Before your next offsite
We saw your offsite photos on LinkedIn. The ones where you were all gathered around a table at a swanky restaurant. The ones from Mexico City, where everyone was in sunglasses and colorful outfits. And the ones of the conference room, covered in post-it notes and coffee mugs.
It seemed like a good time. The text accompanying the pictures touched all the 2023 offsite bases. It was great to see the team. It was really nice to connect in person. You left the offsite feeling energized. And refreshed. And excited about the rest of the year.
As folks who came up in the first generation of globally distributed work, we know just how powerful that in-person time together can be. Many orgs have committed to a long-term hybrid or fully remote strategy. These regular offsites are essential for maintaining an engaged and aligned workforce. And this means pretty high stakes for the people who plan them.
Any time you bring an entire org of people together, there's significant risk. Risk they won't have fun. Risk they will all hide in their hotel rooms the whole time. Risk that three drink tickets in, someone on the sales team and someone on the eng team will decide they need to get something off their chests. Risk that the team will complain when they get two drink tickets instead of three the next night.
It makes good sense that offsite organizers spend a bunch of time on the structure and the flow. That's how you get those smiling social posts with happy colleagues and conference rooms full of post-it notes.

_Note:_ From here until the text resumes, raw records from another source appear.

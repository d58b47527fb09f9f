// Ultralytics 🚀 AGPL-3.0 License - https://ultralytics.com/license
//! 轨迹状态存储 + 停车确认 (滞回)
//! Per-camera track state store with MOVING / STOPPED_CONFIRMED hysteresis

use crate::config::TrackingConfig;
use crate::detection::types::{BBox, Detection};
use crate::TrackId;
use serde::Serialize;
use std::collections::{HashMap, HashSet, VecDeque};

#[derive(Clone, Copy, Debug, PartialEq, Eq, Serialize)]
#[serde(rename_all = "SCREAMING_SNAKE_CASE")]
pub enum MotionState {
    Moving,
    StoppedConfirmed,
}

/// 单条轨迹记录
#[derive(Clone, Debug)]
pub struct TrackRecord {
    pub class_name: String,
    pub bbox: BBox,
    pub confidence: f32,
    pub state: MotionState,
    history: VecDeque<(f32, f32)>,
    stopped_persistence: u32,
    movement_persistence: u32,
}

impl TrackRecord {
    fn new(detection: &Detection) -> Self {
        Self {
            class_name: detection.class_name.clone(),
            bbox: detection.bbox.clone(),
            confidence: detection.confidence,
            state: MotionState::Moving,
            history: VecDeque::new(),
            stopped_persistence: 0,
            movement_persistence: 0,
        }
    }

    /// 质心历史 (旧 → 新)
    pub fn history(&self) -> impl Iterator<Item = &(f32, f32)> + '_ {
        self.history.iter()
    }

    pub fn history_len(&self) -> usize {
        self.history.len()
    }

    /// 最新质心
    pub fn last_centroid(&self) -> Option<(f32, f32)> {
        self.history.back().copied()
    }

    /// 最近 n 个质心 (旧 → 新)
    pub fn trail(&self, n: usize) -> Vec<(f32, f32)> {
        let skip = self.history.len().saturating_sub(n);
        self.history.iter().skip(skip).copied().collect()
    }

    pub fn persistence(&self) -> (u32, u32) {
        (self.stopped_persistence, self.movement_persistence)
    }

    pub fn is_stopped(&self) -> bool {
        self.state == MotionState::StoppedConfirmed
    }

    /// 回看 `lookback` 帧的位移, 历史不足时为 None
    pub fn displacement(&self, lookback: usize) -> Option<f32> {
        let len = self.history.len();
        if lookback == 0 || len < lookback {
            return None;
        }
        let (x0, y0) = self.history[len - lookback];
        let (x1, y1) = self.history[len - 1];
        Some((x1 - x0).hypot(y1 - y0))
    }

    fn observe(&mut self, detection: &Detection, max_history: usize) {
        self.class_name.clone_from(&detection.class_name);
        self.bbox = detection.bbox.clone();
        self.confidence = detection.confidence;
        self.history.push_back(detection.centroid());
        while self.history.len() > max_history {
            self.history.pop_front();
        }
    }

    /// 滞回状态机: 对立条件清零计数, 转换时两个计数都清零
    fn step(&mut self, cfg: &TrackingConfig) {
        let Some(dist) = self.displacement(cfg.stop_frames_threshold) else {
            return;
        };

        if dist < cfg.stop_distance_threshold {
            self.movement_persistence = 0;
            if self.state == MotionState::Moving {
                self.stopped_persistence += 1;
                if self.stopped_persistence >= cfg.stop_confirm_frames {
                    self.state = MotionState::StoppedConfirmed;
                    self.stopped_persistence = 0;
                }
            }
        } else {
            self.stopped_persistence = 0;
            if self.state == MotionState::StoppedConfirmed {
                self.movement_persistence += 1;
                if self.movement_persistence >= cfg.move_confirm_frames {
                    self.state = MotionState::Moving;
                    self.movement_persistence = 0;
                }
            }
        }
    }
}

/// 单路摄像头的轨迹存储, 仅由处理线程访问
pub struct TrackStore {
    config: TrackingConfig,
    tracks: HashMap<TrackId, TrackRecord>,
}

impl TrackStore {
    pub fn new(config: TrackingConfig) -> Self {
        Self {
            config,
            tracks: HashMap::new(),
        }
    }

    /// 用本帧检测更新: 追加质心, 推进状态机, 删除本帧缺席的轨迹
    pub fn update(&mut self, detections: &[Detection]) {
        let mut present = HashSet::with_capacity(detections.len());
        for det in detections {
            let max_history = self.config.max_track_history;
            self.tracks
                .entry(det.track_id)
                .or_insert_with(|| TrackRecord::new(det))
                .observe(det, max_history);
            present.insert(det.track_id);
        }

        // 缺席即删除, 不保留状态
        self.tracks.retain(|id, _| present.contains(id));

        for track in self.tracks.values_mut() {
            track.step(&self.config);
        }
    }

    pub fn get(&self, id: TrackId) -> Option<&TrackRecord> {
        self.tracks.get(&id)
    }

    pub fn iter(&self) -> impl Iterator<Item = (&TrackId, &TrackRecord)> + '_ {
        self.tracks.iter()
    }

    pub fn len(&self) -> usize {
        self.tracks.len()
    }

    pub fn is_empty(&self) -> bool {
        self.tracks.is_empty()
    }

    /// 已确认停车的车辆轨迹 (升序)
    ///
    /// 只取车辆类别. 静止的行人/锥桶/救援车同样会进入 StoppedConfirmed,
    /// 但不计入 `stopped_track_ids` 与 `vehicle_alert`
    pub fn stopped_vehicle_ids(&self) -> Vec<TrackId> {
        let mut ids: Vec<TrackId> = self
            .tracks
            .iter()
            .filter(|(_, t)| t.is_stopped() && crate::detection::types::is_vehicle_class(&t.class_name))
            .map(|(id, _)| *id)
            .collect();
        ids.sort_unstable();
        ids
    }

    pub fn clear(&mut self) {
        self.tracks.clear();
    }
}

There's nothing wrong with dinners together or post-it notes or international jaunts. We love all of this. But there's a massive difference between an offsite that is pleasant and one that's downright transformational.
Good stuff will happen
We've been to offsites that changed how a team gelled for years afterwards. Ones that rewrote the direction and culture of the whole organization. And the lasting impact of every enduring offsite we've ever seen comes from one of two places.
I had an important conversation
We did some great work together
The underlying theory for every offsite is sort of implicitly based on trying to make these things happen. We want our people to connect. And if we get our people together in person, in an interesting destination, away from their regular day-to-day and close to coffee and pastries, Good Stuff Will Happen.
It will just... happen.
The Good Stuff Will Happen Theory of Offsite Planning (GSWHTOP?) draws from a real truth. Most people want to build authentic connection with their colleagues. We love connection and, if the conditions are right and you get out of our way, we will often get there on our own.
If you get 100 people together for an offsite that is run well, you'll leave with a dozen good stories. Of people finally meeting for the first time. Of projects that sat idle for years suddenly taking shape over three hours sitting on the ground in a hotel hallway. They will be cool, scrappy, stories about moments of connection that just happened. And confirmation bias says that we'll feel good about the offsite, because of those dozen stories.
But what about everybody else?
Making good stuff happen
The offsite planning committee deserves a break. It's a giant pain in the ass to coordinate catering and travel and keynote slides and visas and wifi and transportation and decor and seriously where are the keynote slides and allergies and childcare and cancellations and spare chargers and COVID precautions and those giant post-it note easel things and damnit Jeremy where are the keynote slides and badges and room assignments and comfortable seating. By the time you have all made it to the place and have coffee and pastries in hand, they have done enough.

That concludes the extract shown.